# TASK BRIEF
Each line of the listing below that includes "joined" should be reported.

# EXERCISE DATA
^^^^^^^^^^^^^^^^
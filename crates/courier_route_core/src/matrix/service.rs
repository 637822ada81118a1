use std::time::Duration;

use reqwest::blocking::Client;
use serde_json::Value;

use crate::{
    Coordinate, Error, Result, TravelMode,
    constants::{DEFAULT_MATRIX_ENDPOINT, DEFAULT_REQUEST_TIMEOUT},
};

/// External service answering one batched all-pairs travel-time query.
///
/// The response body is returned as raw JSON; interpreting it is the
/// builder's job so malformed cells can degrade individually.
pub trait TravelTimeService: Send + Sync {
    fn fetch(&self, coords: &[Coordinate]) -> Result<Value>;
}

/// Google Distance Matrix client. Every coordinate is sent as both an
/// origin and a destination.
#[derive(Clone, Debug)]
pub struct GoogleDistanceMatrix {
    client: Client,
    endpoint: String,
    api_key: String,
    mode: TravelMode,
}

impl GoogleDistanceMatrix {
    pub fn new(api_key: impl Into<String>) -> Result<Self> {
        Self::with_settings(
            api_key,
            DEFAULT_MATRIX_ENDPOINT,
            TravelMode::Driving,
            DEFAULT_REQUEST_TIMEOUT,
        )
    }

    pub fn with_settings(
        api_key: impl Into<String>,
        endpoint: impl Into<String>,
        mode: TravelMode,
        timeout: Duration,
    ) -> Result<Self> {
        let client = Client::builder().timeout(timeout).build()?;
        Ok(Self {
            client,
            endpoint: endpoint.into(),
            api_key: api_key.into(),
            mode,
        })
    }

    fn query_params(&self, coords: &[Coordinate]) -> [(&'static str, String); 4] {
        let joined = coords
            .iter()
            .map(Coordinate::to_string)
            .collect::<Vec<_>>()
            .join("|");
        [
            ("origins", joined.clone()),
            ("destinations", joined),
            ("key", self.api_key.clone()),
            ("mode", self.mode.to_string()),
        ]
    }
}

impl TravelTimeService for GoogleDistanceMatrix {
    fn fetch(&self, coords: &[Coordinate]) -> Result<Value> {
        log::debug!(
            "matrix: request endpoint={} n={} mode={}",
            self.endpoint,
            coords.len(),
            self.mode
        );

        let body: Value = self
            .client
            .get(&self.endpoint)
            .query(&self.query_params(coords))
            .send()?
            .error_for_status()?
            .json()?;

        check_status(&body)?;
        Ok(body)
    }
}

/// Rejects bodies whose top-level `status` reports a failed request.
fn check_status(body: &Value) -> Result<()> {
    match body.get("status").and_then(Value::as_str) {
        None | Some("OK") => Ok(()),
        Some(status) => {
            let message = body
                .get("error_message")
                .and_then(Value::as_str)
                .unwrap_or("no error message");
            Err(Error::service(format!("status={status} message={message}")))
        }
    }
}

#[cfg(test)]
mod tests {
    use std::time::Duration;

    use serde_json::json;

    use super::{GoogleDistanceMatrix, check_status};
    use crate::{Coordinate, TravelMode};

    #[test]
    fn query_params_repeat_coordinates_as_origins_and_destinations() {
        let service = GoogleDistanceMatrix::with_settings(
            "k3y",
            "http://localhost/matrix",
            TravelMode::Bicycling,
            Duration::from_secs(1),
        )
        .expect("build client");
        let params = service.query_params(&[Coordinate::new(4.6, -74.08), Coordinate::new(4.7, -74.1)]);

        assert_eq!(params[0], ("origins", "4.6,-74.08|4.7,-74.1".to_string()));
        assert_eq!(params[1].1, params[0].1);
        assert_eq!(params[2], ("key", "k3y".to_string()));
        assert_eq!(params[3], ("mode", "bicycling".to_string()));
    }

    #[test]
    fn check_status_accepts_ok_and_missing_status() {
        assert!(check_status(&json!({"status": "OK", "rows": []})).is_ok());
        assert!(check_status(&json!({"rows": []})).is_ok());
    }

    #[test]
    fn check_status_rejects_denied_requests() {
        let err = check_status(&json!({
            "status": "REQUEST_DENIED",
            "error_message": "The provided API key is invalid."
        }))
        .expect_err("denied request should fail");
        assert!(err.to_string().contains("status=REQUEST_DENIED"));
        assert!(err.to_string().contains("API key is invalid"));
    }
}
^^^^^^^^^^^^^^^^
# TASK RESPONSE
        let joined = coords
            ("origins", joined.clone()),
            ("destinations", joined),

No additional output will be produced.